Data for review –
//! End-to-end service scenarios against both backends.

mod common;

use calendrier_core::store::FileBackend;
use calendrier_core::{
    AggregateStore, CalendarError, CalendarQueryService, CreateCalendarRequest, EventDraft,
    EventPatch, NotFound, PartitionKey, PartitionService,
};
use common::{file_store, memory_store, services};
use pretty_assertions::assert_eq;
use std::sync::Arc;

#[tokio::test]
async fn test_create_then_append_general() {
    let store = memory_store();
    let query = CalendarQueryService::new(store.clone());
    let general = PartitionService::new(store, PartitionKey::General);

    query
        .create_calendar(&CreateCalendarRequest::default())
        .await
        .unwrap();
    let record = general
        .append(&EventDraft::new("2025-09-01", "Rentrée", "Début des cours"))
        .await
        .unwrap();

    let listed = general.list().await.unwrap();
    assert_eq!(listed.len(), 1);
    assert_eq!(listed[0], record);
    assert!(!record.id.is_empty());
    assert_eq!(record.date.to_string(), "2025-09-01");
    assert_eq!(record.titre, "Rentrée");
    assert_eq!(record.description, "Début des cours");
}

#[tokio::test]
async fn test_update_title_in_s1() {
    let (store, _dir) = file_store();
    let [s1, _, _] = services(&store);

    let e1 = s1
        .append(&EventDraft::new("2025-10-06", "Partiel", "Amphi B"))
        .await
        .unwrap();
    s1.update(
        &e1.id,
        &EventPatch {
            titre: Some("Nouveau titre".to_string()),
            ..Default::default()
        },
    )
    .await
    .unwrap();

    let listed = s1.list().await.unwrap();
    assert_eq!(listed.len(), 1);
    assert_eq!(listed[0].titre, "Nouveau titre");
    assert_eq!(listed[0].date, e1.date);
    assert_eq!(listed[0].description, "Amphi B");
}

#[tokio::test]
async fn test_delete_twice_in_s1() {
    let store = memory_store();
    let [s1, _, _] = services(&store);

    let e1 = s1
        .append(&EventDraft::new("2025-11-11", "Férié", "Pas de cours"))
        .await
        .unwrap();
    s1.remove(&e1.id).await.unwrap();

    assert!(s1.list().await.unwrap().is_empty());
    assert!(matches!(
        s1.remove(&e1.id).await,
        Err(CalendarError::NotFound(NotFound::Event { .. }))
    ));
}

#[tokio::test(flavor = "multi_thread", worker_threads = 2)]
async fn test_concurrent_s1_s2_appends_on_fresh_calendar() {
    let (store, _dir) = file_store();
    let query = CalendarQueryService::new(store.clone());
    query
        .create_calendar(&CreateCalendarRequest::default())
        .await
        .unwrap();
    let [s1, s2, _] = services(&store);

    let (a, b) = tokio::join!(
        tokio::spawn(async move {
            s1.append(&EventDraft::new("2025-09-08", "TD", "Groupe 1")).await
        }),
        tokio::spawn(async move {
            s2.append(&EventDraft::new("2026-02-02", "TD", "Groupe 2")).await
        }),
    );
    let a = a.unwrap().unwrap();
    let b = b.unwrap().unwrap();

    let calendar = query.get_full_calendar().await.unwrap().unwrap();
    assert_eq!(calendar.partition(PartitionKey::S1), &[a][..]);
    assert_eq!(calendar.partition(PartitionKey::S2), &[b][..]);
    assert!(calendar.partition(PartitionKey::General).is_empty());
}

#[tokio::test]
async fn test_file_store_survives_reopen() {
    let dir = tempfile::tempdir().unwrap();
    let path = dir.path().join("calendar.json");

    let first = Arc::new(AggregateStore::new(FileBackend::new(&path)));
    let general = PartitionService::new(first, PartitionKey::General);
    let record = general
        .append(&EventDraft::new("2025-12-20T18:00:00Z", "Vacances", "Fin du semestre"))
        .await
        .unwrap();
    drop(general);

    let reopened = Arc::new(AggregateStore::new(FileBackend::new(&path)));
    let general = PartitionService::new(reopened, PartitionKey::General);
    assert_eq!(general.list().await.unwrap(), vec![record]);
}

Problem statement – Go through the data line by line and work out how many lines contain "Début". Give only that number.

Written reply – 2